If your breasts are very full and not “emptied” after full feedings, milk may spray after your baby comes off your breast satisfied. There are a number of symptoms you may see your baby experience if you have an oversupply of milk, these may include your baby:
- Having plenty of wet nappies;
- Having a lot of tummy aches and wind;
- Crying a lot especially after feeds and you notice your milk is flowing very quickly;
- Dropping off the breast and coughing as they can’t keep up with the flow.
This problem doesn’t usually last as your milk supply should adjust to how much milk your baby takes out.
- If your breast is so engorged your baby finds it hard to latch on, expressing a little milk before the feed to soften the nipple may allow them to attach properly and drain the breast effectively;
- Increase your baby’s control of the milk flow by adjusting the feeding position to an upright football hold, side-lying hold or a laid-back feeding position.
- Feed from one breast per feeding session and pump the other breast only to provide comfort if it becomes uncomfortable between feedings. This may be less than a minute of pumping. Remember at the next feed to start with the alternate breast that is full.
- Take off your bra during feeds to assist with adequate drainage;
- Massage your breast gently while breastfeeding to assist with breast drainage;
- Express a little bit of milk after you feed if your breasts still feel full and uncomfortable. Just be mindful that if you keep doing this it may simply encourage your breast to continue to over produce your milk;
- Place a cold pack wrapped in cloth on your breast to relieve any pain after breastfeeding.
A baby may refuse the breast for several reasons and can occur at any age, during any feeding session, which can often be distressing for many breastfeeding mums. The good news is that it doesn’t usually last long and normally sorts itself out with some simple changes. Breast refusal may result if your baby is:
- Not actually hungry. Play with your baby for half an hour and wait for hunger signals and try feeding again.
- Over stimulated, over tired or distracted. Try sitting in a darkened quiet room and play some relaxing music.

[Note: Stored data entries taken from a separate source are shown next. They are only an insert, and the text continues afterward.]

//! Album ordering and last-modified side file (`app-data/albums.toml`).

use chrono::{DateTime, Utc};
use serde::{Deserialize, Serialize};
use std::path::{Path, PathBuf};

use crate::error::{Result, StoreError};

#[derive(Debug, Clone, PartialEq, Eq, Serialize, Deserialize)]
pub struct AlbumEntry {
    pub name: String,
    #[serde(default)]
    pub last_modified: Option<DateTime<Utc>>,
}

#[derive(Debug, Default, Serialize, Deserialize)]
struct AlbumsFile {
    #[serde(default)]
    album: Vec<AlbumEntry>,
}

/// User-visible album order plus the last time each album changed.
#[derive(Debug)]
pub struct AlbumOrder {
    path: PathBuf,
    entries: Vec<AlbumEntry>,
}

impl AlbumOrder {
    pub fn load(path: &Path) -> Result<Self> {
        let entries = if path.exists() {
            let content = std::fs::read_to_string(path)?;
            let file: AlbumsFile =
                toml::from_str(&content).map_err(|e| StoreError::side_file(path, e))?;
            file.album
        } else {
            Vec::new()
        };

        Ok(Self {
            path: path.to_path_buf(),
            entries,
        })
    }

    pub fn save(&self) -> Result<()> {
        if let Some(parent) = self.path.parent() {
            std::fs::create_dir_all(parent)?;
        }
        let file = AlbumsFile {
            album: self.entries.clone(),
        };
        let content =
            toml::to_string_pretty(&file).map_err(|e| StoreError::side_file(&self.path, e))?;
        std::fs::write(&self.path, content)?;
        Ok(())
    }

    pub fn entries(&self) -> &[AlbumEntry] {
        &self.entries
    }

    pub fn position(&self, name: &str) -> Option<usize> {
        self.entries.iter().position(|e| e.name == name)
    }

    pub fn last_modified(&self, name: &str) -> Option<DateTime<Utc>> {
        self.entries
            .iter()
            .find(|e| e.name == name)
            .and_then(|e| e.last_modified)
    }

    /// Record a change to `name`, appending it when it is not listed yet.
    pub fn touch(&mut self, name: &str) -> Result<()> {
        let now = Utc::now();
        match self.entries.iter_mut().find(|e| e.name == name) {
            Some(entry) => entry.last_modified = Some(now),
            None => self.entries.push(AlbumEntry {
                name: name.to_string(),
                last_modified: Some(now),
            }),
        }
        self.save()
    }

    pub fn rename(&mut self, old: &str, new: &str) -> Result<()> {
        if let Some(entry) = self.entries.iter_mut().find(|e| e.name == old) {
            entry.name = new.to_string();
            entry.last_modified = Some(Utc::now());
        }
        self.save()
    }

    pub fn remove(&mut self, name: &str) -> Result<()> {
        self.entries.retain(|e| e.name != name);
        self.save()
    }

    /// Move `name` to `index`, clamped to the end of the list.
    pub fn move_to(&mut self, name: &str, index: usize) -> Result<bool> {
        let Some(from) = self.position(name) else {
            return Ok(false);
        };
        let entry = self.entries.remove(from);
        let to = index.min(self.entries.len());
        self.entries.insert(to, entry);
        self.save()?;
        Ok(true)
    }

    /// Drop entries for albums that no longer exist.
    pub fn retain_existing(&mut self, existing: &[String]) -> Result<()> {
        let before = self.entries.len();
        self.entries.retain(|e| existing.contains(&e.name));
        if self.entries.len() != before {
            self.save()?;
        }
        Ok(())
    }
}

#[cfg(test)]
mod tests {
    use super::*;
    use tempfile::tempdir;

    #[test]
    fn test_touch_rename_and_persist() {
        let dir = tempdir().unwrap();
        let path = dir.path().join("albums.toml");

        let mut order = AlbumOrder::load(&path).unwrap();
        order.touch("Books").unwrap();
        order.touch("DVDs").unwrap();
        order.rename("Books", "Novels").unwrap();

        let reloaded = AlbumOrder::load(&path).unwrap();
        let names: Vec<_> = reloaded.entries().iter().map(|e| e.name.as_str()).collect();
        assert_eq!(names, ["Novels", "DVDs"]);
        assert!(reloaded.last_modified("DVDs").is_some());
    }

    #[test]
    fn test_move_to_clamps() {
        let dir = tempdir().unwrap();
        let mut order = AlbumOrder::load(&dir.path().join("albums.toml")).unwrap();
        for name in ["A", "B", "C"] {
            order.touch(name).unwrap();
        }

        assert!(order.move_to("A", 10).unwrap());
        assert!(!order.move_to("Z", 0).unwrap());
        let names: Vec<_> = order.entries().iter().map(|e| e.name.clone()).collect();
        assert_eq!(names, ["B", "C", "A"]);

        order.retain_existing(&["C".to_string()]).unwrap();
        assert_eq!(order.entries().len(), 1);
    }
}
//! An open collection: the album store plus its saved searches.
//!
//! Album renames and drops go through here so saved searches follow their
//! album.

use std::path::Path;
use tracing::info;

use crate::backup;
use crate::db::{Album, Database};
use crate::error::Result;
use crate::saved_search::SavedSearchManager;

pub struct Collection {
    db: Database,
    searches: SavedSearchManager,
}

impl Collection {
    pub fn open(home: impl AsRef<Path>) -> Result<Self> {
        let db = Database::open(home)?;
        let searches = SavedSearchManager::for_database(&db)?;
        Ok(Self { db, searches })
    }

    pub fn db(&self) -> &Database {
        &self.db
    }

    pub fn db_mut(&mut self) -> &mut Database {
        &mut self.db
    }

    pub fn saved_searches(&self) -> &SavedSearchManager {
        &self.searches
    }

    pub fn saved_searches_mut(&mut self) -> &mut SavedSearchManager {
        &mut self.searches
    }

    /// Rename an album and move its saved searches along.
    ///
    /// The album is renamed first; failing to update the side file afterwards
    /// is reported dirty.
    pub fn rename_album(&mut self, old: &str, new: &str) -> Result<Album> {
        let album = self.db.rename_album(old, new)?;
        self.searches
            .rename_album(old, &album.name)
            .map_err(|e| e.into_dirty("rename saved searches of album"))?;
        Ok(album)
    }

    pub fn drop_album(&mut self, name: &str) -> Result<()> {
        self.db.drop_album(name)?;
        self.searches
            .remove_all(name)
            .map_err(|e| e.into_dirty("remove saved searches of album"))
    }

    /// Replace the collection from an archive and reload its saved searches.
    pub fn restore_from_file(&mut self, source: &Path) -> Result<()> {
        backup::restore_from_file(&mut self.db, source)?;
        self.searches = SavedSearchManager::for_database(&self.db)
            .map_err(|e| e.into_dirty("reload saved searches"))?;
        info!("Collection restored from {:?}", source);
        Ok(())
    }
}

#[cfg(test)]
mod tests {
    use super::*;
    use crate::db::MetaItemField;
    use crate::query::{QueryComponent, QueryOperator};
    use crate::saved_search::SavedSearch;
    use crate::types::FieldType;
    use tempfile::tempdir;

    fn setup(dir: &Path) -> Collection {
        let mut collection = Collection::open(dir).unwrap();
        collection
            .db_mut()
            .create_album("Books", &[MetaItemField::new("Author", FieldType::Text)], false)
            .unwrap();
        collection
            .saved_searches_mut()
            .add(SavedSearch::new(
                "Pratchett",
                "Books",
                vec![QueryComponent::new("Author", QueryOperator::Contains, "Pratchett")],
                true,
            ))
            .unwrap();
        collection
    }

    #[test]
    fn test_rename_moves_saved_searches() {
        let dir = tempdir().unwrap();
        let mut collection = setup(dir.path());

        collection.rename_album("Books", "Novels").unwrap();
        assert!(collection.saved_searches().searches_for("Books").is_empty());
        let search = collection.saved_searches().get("Novels", "Pratchett").unwrap();
        let query = search.query(collection.db()).unwrap();
        assert!(query.starts_with("SELECT * FROM 'novels'"));
    }

    #[test]
    fn test_drop_removes_saved_searches() {
        let dir = tempdir().unwrap();
        let mut collection = setup(dir.path());

        collection.drop_album("Books").unwrap();
        assert!(collection.saved_searches().all().is_empty());
    }

    #[test]
    fn test_restore_reloads_saved_searches() {
        let dir = tempdir().unwrap();
        let mut collection = setup(&dir.path().join("home"));
        let archive = dir.path().join("books.tar.gz");
        backup::backup_to_file(collection.db(), &archive).unwrap();

        collection.drop_album("Books").unwrap();
        collection.restore_from_file(&archive).unwrap();
        assert!(collection.saved_searches().get("Books", "Pratchett").is_some());
    }
}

- Uncomfortable or in pain. Try a new feeding position, give your baby a warm bath or rub their back to ease a tummy pain.
- Unwell and irritable. Check your baby’s temperature and seek medical help if elevated. Try feeding when your baby is first stirring or even still asleep.
- Affected by a change in the taste of your milk. This may be due to any new medication; or hormonal changes as your periods return; or if you have eaten something with a strong taste that your baby doesn’t enjoy yet.